What you have to do:
Transcribe the records below exactly, from their first line through the line containing "pub struct ConnectionManager". Omit every line after it.

+++ Exercise material

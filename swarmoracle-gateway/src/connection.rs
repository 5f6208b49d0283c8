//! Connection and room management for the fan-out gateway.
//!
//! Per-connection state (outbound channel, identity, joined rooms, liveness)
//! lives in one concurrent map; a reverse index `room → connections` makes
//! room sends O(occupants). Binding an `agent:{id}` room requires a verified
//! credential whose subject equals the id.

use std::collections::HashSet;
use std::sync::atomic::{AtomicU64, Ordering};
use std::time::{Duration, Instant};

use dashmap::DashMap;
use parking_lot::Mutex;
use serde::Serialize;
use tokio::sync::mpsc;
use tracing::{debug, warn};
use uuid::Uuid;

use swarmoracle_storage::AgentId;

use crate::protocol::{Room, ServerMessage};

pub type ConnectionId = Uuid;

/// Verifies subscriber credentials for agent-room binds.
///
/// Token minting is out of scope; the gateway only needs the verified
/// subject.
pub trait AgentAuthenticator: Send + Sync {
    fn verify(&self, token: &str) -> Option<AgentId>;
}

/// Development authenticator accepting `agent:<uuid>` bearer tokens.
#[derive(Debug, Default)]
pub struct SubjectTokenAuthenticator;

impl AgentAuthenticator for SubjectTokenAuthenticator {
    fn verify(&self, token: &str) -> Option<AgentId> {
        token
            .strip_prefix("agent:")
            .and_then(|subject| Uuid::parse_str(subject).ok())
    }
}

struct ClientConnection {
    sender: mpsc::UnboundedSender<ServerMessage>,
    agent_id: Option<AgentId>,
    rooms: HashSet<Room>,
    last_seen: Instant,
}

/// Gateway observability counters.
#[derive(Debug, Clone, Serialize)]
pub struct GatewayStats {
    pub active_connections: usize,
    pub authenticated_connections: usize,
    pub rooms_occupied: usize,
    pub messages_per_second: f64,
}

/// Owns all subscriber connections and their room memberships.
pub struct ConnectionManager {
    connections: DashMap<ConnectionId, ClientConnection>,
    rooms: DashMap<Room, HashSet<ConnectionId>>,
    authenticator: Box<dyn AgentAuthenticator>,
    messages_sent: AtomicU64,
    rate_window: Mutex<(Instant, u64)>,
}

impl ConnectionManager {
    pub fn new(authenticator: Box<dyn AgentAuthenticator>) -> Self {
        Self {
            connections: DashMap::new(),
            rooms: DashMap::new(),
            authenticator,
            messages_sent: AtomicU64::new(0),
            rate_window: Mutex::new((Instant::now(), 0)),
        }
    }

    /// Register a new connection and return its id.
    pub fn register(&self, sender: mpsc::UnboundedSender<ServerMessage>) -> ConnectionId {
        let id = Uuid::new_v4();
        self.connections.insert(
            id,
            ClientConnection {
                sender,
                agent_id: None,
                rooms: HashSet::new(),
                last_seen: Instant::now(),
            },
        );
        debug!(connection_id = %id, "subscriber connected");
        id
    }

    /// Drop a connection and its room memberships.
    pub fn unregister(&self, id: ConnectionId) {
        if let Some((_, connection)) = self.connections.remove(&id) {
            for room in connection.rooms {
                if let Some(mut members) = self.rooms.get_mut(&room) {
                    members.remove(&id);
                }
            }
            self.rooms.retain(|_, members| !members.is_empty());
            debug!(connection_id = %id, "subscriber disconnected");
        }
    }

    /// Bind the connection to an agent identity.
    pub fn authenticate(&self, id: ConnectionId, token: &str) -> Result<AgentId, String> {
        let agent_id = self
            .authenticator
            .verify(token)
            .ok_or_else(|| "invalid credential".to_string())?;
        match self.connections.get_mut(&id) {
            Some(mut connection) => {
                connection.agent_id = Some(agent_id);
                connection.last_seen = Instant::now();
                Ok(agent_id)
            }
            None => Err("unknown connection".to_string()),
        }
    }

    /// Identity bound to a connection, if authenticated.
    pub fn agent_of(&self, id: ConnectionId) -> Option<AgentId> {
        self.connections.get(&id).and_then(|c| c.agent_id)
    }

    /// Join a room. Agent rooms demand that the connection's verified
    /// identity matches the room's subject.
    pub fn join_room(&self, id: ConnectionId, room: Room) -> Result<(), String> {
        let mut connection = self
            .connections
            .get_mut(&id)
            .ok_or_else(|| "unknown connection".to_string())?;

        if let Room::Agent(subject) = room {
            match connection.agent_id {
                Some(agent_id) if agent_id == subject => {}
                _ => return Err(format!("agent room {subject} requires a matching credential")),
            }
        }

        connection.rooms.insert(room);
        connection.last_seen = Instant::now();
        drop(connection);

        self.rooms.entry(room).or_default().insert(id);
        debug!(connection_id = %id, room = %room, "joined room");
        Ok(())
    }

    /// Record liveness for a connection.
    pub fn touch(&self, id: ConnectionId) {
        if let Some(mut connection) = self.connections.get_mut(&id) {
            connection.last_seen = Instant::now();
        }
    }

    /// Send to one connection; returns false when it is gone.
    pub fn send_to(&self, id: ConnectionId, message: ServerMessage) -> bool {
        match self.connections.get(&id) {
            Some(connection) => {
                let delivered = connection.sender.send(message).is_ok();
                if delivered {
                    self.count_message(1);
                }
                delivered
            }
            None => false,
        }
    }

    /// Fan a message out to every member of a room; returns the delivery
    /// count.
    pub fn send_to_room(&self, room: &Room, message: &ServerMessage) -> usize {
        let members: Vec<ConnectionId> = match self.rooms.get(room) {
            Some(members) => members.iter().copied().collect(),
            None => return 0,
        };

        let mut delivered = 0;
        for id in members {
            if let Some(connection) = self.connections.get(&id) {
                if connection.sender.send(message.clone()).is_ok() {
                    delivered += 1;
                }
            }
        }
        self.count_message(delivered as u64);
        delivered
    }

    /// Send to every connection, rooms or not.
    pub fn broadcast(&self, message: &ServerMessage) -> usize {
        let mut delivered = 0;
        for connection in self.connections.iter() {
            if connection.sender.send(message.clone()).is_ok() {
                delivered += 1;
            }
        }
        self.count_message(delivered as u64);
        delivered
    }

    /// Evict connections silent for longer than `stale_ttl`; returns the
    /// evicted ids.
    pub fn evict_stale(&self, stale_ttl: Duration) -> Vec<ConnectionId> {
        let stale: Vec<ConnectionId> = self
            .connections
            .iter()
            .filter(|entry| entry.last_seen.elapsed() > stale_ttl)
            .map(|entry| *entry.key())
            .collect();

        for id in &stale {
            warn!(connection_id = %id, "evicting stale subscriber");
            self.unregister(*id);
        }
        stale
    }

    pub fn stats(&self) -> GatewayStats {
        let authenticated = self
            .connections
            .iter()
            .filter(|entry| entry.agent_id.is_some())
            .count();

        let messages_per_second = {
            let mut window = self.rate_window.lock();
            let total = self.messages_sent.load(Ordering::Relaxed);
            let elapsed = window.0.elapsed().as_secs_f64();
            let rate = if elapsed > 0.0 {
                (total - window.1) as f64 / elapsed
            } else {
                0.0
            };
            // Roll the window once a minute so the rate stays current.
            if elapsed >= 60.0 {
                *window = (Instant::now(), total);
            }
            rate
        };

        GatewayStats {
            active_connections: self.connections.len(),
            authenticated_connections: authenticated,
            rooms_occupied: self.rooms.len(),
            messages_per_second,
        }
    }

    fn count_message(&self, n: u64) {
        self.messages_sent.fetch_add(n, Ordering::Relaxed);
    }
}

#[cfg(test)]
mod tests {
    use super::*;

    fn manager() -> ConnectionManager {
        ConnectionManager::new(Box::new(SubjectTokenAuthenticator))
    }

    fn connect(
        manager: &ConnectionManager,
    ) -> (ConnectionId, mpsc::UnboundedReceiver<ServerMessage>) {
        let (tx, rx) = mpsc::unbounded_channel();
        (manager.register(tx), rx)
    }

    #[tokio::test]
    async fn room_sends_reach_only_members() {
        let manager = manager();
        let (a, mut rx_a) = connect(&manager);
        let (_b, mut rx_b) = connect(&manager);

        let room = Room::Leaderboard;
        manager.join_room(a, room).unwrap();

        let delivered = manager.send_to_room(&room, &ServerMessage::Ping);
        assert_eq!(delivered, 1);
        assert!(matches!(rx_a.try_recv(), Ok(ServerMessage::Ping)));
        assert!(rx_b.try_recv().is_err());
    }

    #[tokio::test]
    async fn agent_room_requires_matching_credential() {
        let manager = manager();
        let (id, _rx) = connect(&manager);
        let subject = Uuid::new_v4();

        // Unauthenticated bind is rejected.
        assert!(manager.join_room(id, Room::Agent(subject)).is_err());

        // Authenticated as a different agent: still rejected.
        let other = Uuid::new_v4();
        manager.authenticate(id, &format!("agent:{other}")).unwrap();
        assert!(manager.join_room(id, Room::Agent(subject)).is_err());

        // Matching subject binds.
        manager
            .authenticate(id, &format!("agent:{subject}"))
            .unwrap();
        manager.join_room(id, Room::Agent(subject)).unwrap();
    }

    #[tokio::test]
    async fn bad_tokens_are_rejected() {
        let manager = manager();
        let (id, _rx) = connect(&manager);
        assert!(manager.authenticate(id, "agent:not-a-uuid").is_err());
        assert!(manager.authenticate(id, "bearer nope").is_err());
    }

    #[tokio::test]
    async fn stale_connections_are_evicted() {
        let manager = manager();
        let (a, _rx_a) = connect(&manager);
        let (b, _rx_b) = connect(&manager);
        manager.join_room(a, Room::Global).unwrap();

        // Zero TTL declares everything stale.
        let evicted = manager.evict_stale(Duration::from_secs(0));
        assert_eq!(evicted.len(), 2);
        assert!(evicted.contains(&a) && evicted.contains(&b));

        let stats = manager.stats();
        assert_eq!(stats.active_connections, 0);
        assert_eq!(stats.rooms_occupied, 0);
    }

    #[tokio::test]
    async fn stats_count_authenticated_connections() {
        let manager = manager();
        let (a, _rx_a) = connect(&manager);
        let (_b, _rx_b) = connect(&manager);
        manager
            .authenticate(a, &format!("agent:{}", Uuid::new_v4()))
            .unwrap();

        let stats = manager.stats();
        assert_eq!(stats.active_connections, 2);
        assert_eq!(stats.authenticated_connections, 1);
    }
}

++++++

Response for this exercise:
filename swarmoracle-gateway/src/connection.rs
repository 5f6208b49d0283c8
//! Connection and room management for the fan-out gateway.
//!
//! Per-connection state (outbound channel, identity, joined rooms, liveness)
//! lives in one concurrent map; a reverse index `room → connections` makes
//! room sends O(occupants). Binding an `agent:{id}` room requires a verified
//! credential whose subject equals the id.

use std::collections::HashSet;
use std::sync::atomic::{AtomicU64, Ordering};
use std::time::{Duration, Instant};

use dashmap::DashMap;
use parking_lot::Mutex;
use serde::Serialize;
use tokio::sync::mpsc;
use tracing::{debug, warn};
use uuid::Uuid;

use swarmoracle_storage::AgentId;

use crate::protocol::{Room, ServerMessage};

pub type ConnectionId = Uuid;

/// Verifies subscriber credentials for agent-room binds.
///
/// Token minting is out of scope; the gateway only needs the verified
/// subject.
pub trait AgentAuthenticator: Send + Sync {
    fn verify(&self, token: &str) -> Option<AgentId>;
}

/// Development authenticator accepting `agent:<uuid>` bearer tokens.
#[derive(Debug, Default)]
pub struct SubjectTokenAuthenticator;

impl AgentAuthenticator for SubjectTokenAuthenticator {
    fn verify(&self, token: &str) -> Option<AgentId> {
        token
            .strip_prefix("agent:")
            .and_then(|subject| Uuid::parse_str(subject).ok())
    }
}

struct ClientConnection {
    sender: mpsc::UnboundedSender<ServerMessage>,
    agent_id: Option<AgentId>,
    rooms: HashSet<Room>,
    last_seen: Instant,
}

/// Gateway observability counters.
#[derive(Debug, Clone, Serialize)]
pub struct GatewayStats {
    pub active_connections: usize,
    pub authenticated_connections: usize,
    pub rooms_occupied: usize,
    pub messages_per_second: f64,
}

/// Owns all subscriber connections and their room memberships.
pub struct ConnectionManager {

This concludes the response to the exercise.